A Ordem dos Advogados do Brasil de São Paulo (OAB-SP) entrou com um pedido de habeas corpus para que a influenciadora e advogada Deolane Bezerra seja transferida para uma Sala de Estado-Maior ou para que a prisão preventiva seja trocada por prisão domiciliar.
Prevista no Estatuto da OAB, Sala de Estado-Maior é uma acomodação especial separada das celas comuns destinada a advogados presos, antes de condenação definitiva.
Deolane está presa preventivamente desde 22 de maio no Pavilhão Especial da Penitenciária Feminina de Tupi Paulista, no interior de São Paulo.
Na última semana, a Justiça de São Paulo aceitou a denúncia apresentada pelo Ministério Público e tornou ré a advogada e influenciadora, por associação a organização criminosa e lavagem de dinheiro da facção Primeiro Comando da Capital (PCC).
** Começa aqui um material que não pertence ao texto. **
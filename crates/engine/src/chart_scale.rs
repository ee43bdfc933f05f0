//! Display-scale heuristic for balance and cash-flow charts.
//!
//! Chooses between a linear, square-root or logarithmic axis based on the
//! statistical shape of the series. The thresholds are configuration
//! constants; the comparisons are deliberately strict (`<` / `>`) so the
//! behavior at the boundary is well defined.

use serde::{Deserialize, Serialize};

/// Variation threshold below which small relative swings on large
/// values are amplified with a sqrt axis. On a zero-anchored axis it is
/// compared against spread/max, on a floating axis against stddev/mean.
pub const CV_THRESHOLD: f64 = 0.1;

/// Max/min ratio above which a wide spread is compressed with a sqrt axis.
pub const RANGE_RATIO_THRESHOLD: f64 = 10.0;

/// Ratio of the minimum value to the (max - min) spread above which a
/// series clustered far from zero gets a log axis.
pub const LOG_RATIO_THRESHOLD: f64 = 5.0;

#[derive(Clone, Copy, Debug, Default, PartialEq, Eq, Serialize, Deserialize)]
#[serde(rename_all = "snake_case")]
pub enum ChartScale {
    #[default]
    Linear,
    Sqrt,
    Log,
}

/// Select a scale for a chart whose y-axis starts from zero.
///
/// Only positive values participate: an all-zero or empty series stays
/// linear. On a zero-anchored axis the variation is measured against the
/// full 0..max range: values clustered far above their own spread get a
/// log axis for aggressive compression, a spread that is small next to
/// max gets sqrt. A high max/min ratio means small values would be
/// invisible next to large ones, so sqrt compresses the top end.
pub fn select_scale(values: &[f64]) -> ChartScale {
    select_scale_with(values, true)
}

/// Variant for charts whose axis does not start from zero. The floating
/// axis already absorbs the distance from zero, so only the coefficient
/// of variation (stddev/mean) decides between sqrt and the range-ratio
/// fallback.
pub fn select_scale_with(values: &[f64], starts_from_zero: bool) -> ChartScale {
    let positive: Vec<f64> = values.iter().copied().filter(|v| *v > 0.0).collect();
    if positive.is_empty() {
        return ChartScale::Linear;
    }

    let mean = positive.iter().sum::<f64>() / positive.len() as f64;
    if mean == 0.0 {
        return ChartScale::Linear;
    }

    let min = positive.iter().copied().fold(f64::INFINITY, f64::min);
    let max = positive.iter().copied().fold(f64::NEG_INFINITY, f64::max);

    if starts_from_zero {
        let spread = max - min;
        if max > 0.0 && spread > 0.0 {
            if min / spread > LOG_RATIO_THRESHOLD {
                return ChartScale::Log;
            }
            if spread / max < CV_THRESHOLD {
                return ChartScale::Sqrt;
            }
        }
    } else {
        let variance = positive
            .iter()
            .map(|v| (v - mean) * (v - mean))
            .sum::<f64>()
            / positive.len() as f64;
        let cv = variance.sqrt() / mean.abs();
        if cv < CV_THRESHOLD {
            return ChartScale::Sqrt;
        }
    }

    if min > 0.0 && max / min > RANGE_RATIO_THRESHOLD {
        return ChartScale::Sqrt;
    }

    ChartScale::Linear
}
A decisão foi do juiz Deyvison Heberth dos Reis, da 3ª vara de Presidente Venceslau, no interior de São Paulo, e além de Deolane, também foram denunciados Marco Willians Herbas Camacho (Marcola), seu irmão Alejandro Juvenal Herbas Camacho Junior, seus sobrinhos Paloma Sanches Herbas Camacho e Leonardo Alexsander Ribeiro Herbas Camacho e Everton de Souza.
A manifestação da OAB
A OAB-SP entrou com o pedido de transferência, por meio de habeas corpus, para condições que atendam sua condição de advogada, após vistoria técnica no presídio de Tupi Paulista.
A Comissão de Direitos e Prerrogativas da OAB-SP concluiu que a unidade “possui natureza penitenciária e não se enquadra nos parâmetros definidos pela jurisprudência para caracterização de Sala de Estado-Maior”.
A defesa de Deolane já havia entrado com habeas corpus, que foi negado pela 5ª Turma do Superior Tribunal de Justiça (STFJ).
Foi alegado que a unidade tinha condições insalubres, citando falta de higiene, calor excessivo e até a presença de escorpiões na cela, e solicitado sua transferência ou a troca da prisão preventiva por domiciliar.
No documento, os advogados também apontaram que ela é portadora de síndrome do pânico e teria apresentado episódios de queda de pressão e tontura devido às condições do cárcere e da dificuldade de alimentação adequada.
A OAB-SP justificou o habeas corpus alegando que a atuação da instituição não tem qualquer relação com o mérito das investigações, com a legalidade da prisão ou com a defesa técnica da custodiada, e se restringe apenas à tutela das prerrogativas profissionais asseguradas em lei.
A OAB SP informou também, em relação a eventual infração ético-disciplinar, que “os fatos estão sendo apurados pelo Tribunal de Ética e Disciplina da OAB SP, inclusive quanto à aplicação ou não de medida cautelar de suspensão preventiva do exercício profissional da advogada Deolane Bezerra Santos, em conformidade com as normas da OAB, assegurados o devido processo legal, o contraditório e a ampla defesa”.